* [THE PROBLEM] Filter these records by the string "anyhow", copying each line that holds it.

* [INFORMATION SUPPLIED]

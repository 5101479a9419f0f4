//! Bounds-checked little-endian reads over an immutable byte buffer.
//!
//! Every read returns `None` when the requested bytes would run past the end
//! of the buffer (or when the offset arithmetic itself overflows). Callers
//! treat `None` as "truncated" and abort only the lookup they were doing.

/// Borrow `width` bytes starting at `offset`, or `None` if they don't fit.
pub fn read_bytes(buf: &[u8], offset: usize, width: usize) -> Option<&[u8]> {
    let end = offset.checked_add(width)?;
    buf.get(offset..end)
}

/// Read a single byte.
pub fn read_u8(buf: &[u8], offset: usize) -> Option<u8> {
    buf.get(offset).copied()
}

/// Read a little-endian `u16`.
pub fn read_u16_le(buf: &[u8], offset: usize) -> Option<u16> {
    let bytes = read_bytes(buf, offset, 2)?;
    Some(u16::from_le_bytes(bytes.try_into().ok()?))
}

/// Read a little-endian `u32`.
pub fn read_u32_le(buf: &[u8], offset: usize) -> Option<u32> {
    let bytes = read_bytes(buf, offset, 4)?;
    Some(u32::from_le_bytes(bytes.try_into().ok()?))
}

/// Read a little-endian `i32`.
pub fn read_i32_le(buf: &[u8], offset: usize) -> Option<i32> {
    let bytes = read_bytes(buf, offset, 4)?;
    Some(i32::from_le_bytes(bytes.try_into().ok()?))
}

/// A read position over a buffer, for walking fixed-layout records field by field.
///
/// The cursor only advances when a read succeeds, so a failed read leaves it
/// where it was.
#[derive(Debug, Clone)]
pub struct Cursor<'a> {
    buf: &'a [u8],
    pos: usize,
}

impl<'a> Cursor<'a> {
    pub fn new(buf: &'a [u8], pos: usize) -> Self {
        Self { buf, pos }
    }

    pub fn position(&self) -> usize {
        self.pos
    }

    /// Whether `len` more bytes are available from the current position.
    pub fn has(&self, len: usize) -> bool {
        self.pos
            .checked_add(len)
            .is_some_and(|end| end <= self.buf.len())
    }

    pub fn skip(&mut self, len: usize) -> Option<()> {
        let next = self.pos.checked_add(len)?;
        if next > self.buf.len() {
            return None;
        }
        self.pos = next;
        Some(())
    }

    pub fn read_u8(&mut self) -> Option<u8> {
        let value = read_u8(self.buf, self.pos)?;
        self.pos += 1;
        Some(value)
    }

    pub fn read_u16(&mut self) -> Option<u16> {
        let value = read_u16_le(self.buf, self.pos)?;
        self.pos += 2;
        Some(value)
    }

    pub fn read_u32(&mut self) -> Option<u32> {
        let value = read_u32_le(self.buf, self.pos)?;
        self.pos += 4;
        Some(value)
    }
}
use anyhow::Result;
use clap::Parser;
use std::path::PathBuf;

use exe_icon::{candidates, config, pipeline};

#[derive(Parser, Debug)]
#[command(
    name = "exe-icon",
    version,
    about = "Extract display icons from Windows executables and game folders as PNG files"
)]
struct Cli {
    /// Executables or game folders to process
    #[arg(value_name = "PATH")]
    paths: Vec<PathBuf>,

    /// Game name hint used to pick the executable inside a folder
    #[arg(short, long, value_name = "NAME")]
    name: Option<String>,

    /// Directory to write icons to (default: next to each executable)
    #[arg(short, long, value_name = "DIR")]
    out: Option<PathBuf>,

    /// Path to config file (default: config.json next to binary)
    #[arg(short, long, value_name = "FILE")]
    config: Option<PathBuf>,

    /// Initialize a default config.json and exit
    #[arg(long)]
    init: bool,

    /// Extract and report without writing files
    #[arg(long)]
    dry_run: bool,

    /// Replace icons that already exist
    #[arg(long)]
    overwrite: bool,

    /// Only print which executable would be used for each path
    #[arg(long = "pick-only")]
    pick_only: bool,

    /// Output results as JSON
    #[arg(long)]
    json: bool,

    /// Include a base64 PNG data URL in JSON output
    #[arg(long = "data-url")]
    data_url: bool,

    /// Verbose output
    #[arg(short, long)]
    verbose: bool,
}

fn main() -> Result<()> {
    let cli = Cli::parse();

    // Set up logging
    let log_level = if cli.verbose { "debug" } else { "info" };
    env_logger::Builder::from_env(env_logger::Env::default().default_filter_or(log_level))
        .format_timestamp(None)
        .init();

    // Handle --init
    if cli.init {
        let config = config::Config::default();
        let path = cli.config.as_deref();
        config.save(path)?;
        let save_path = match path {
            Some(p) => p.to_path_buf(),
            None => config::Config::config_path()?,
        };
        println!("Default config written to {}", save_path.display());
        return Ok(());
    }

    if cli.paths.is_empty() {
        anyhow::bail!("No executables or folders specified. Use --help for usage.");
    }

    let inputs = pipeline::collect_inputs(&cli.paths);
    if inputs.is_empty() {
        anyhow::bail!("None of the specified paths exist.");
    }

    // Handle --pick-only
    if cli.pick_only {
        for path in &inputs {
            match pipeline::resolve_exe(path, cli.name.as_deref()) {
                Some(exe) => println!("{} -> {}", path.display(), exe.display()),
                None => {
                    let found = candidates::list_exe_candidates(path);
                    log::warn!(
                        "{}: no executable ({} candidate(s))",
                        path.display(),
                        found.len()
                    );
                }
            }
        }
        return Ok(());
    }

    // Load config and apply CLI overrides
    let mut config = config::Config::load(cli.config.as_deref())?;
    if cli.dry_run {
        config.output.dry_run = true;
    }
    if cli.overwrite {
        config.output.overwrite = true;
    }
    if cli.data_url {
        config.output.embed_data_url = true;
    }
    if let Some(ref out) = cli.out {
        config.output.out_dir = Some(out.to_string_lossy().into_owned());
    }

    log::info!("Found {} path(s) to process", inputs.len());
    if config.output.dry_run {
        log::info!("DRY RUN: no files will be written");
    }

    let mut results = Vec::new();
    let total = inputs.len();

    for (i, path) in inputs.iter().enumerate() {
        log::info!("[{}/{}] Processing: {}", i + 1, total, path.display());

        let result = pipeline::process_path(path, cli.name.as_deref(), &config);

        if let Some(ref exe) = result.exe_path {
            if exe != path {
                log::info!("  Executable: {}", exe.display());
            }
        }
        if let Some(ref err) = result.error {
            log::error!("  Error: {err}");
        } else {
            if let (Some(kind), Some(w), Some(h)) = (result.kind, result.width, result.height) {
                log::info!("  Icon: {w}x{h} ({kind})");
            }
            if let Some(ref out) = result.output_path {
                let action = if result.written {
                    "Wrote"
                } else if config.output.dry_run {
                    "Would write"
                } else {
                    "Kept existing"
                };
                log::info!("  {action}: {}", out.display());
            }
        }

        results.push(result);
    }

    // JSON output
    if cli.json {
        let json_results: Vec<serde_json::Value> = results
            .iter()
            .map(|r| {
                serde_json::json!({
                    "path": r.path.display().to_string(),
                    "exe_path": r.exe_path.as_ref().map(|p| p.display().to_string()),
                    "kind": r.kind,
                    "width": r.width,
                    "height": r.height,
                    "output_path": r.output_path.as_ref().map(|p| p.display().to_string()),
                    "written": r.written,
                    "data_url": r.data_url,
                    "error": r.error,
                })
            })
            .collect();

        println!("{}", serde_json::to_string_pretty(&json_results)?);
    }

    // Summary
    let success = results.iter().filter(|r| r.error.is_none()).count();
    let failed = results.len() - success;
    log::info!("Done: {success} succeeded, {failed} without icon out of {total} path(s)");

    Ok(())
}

* [RESULT]
use anyhow::Result;
        anyhow::bail!("No executables or folders specified. Use --help for usage.");
        anyhow::bail!("None of the specified paths exist.");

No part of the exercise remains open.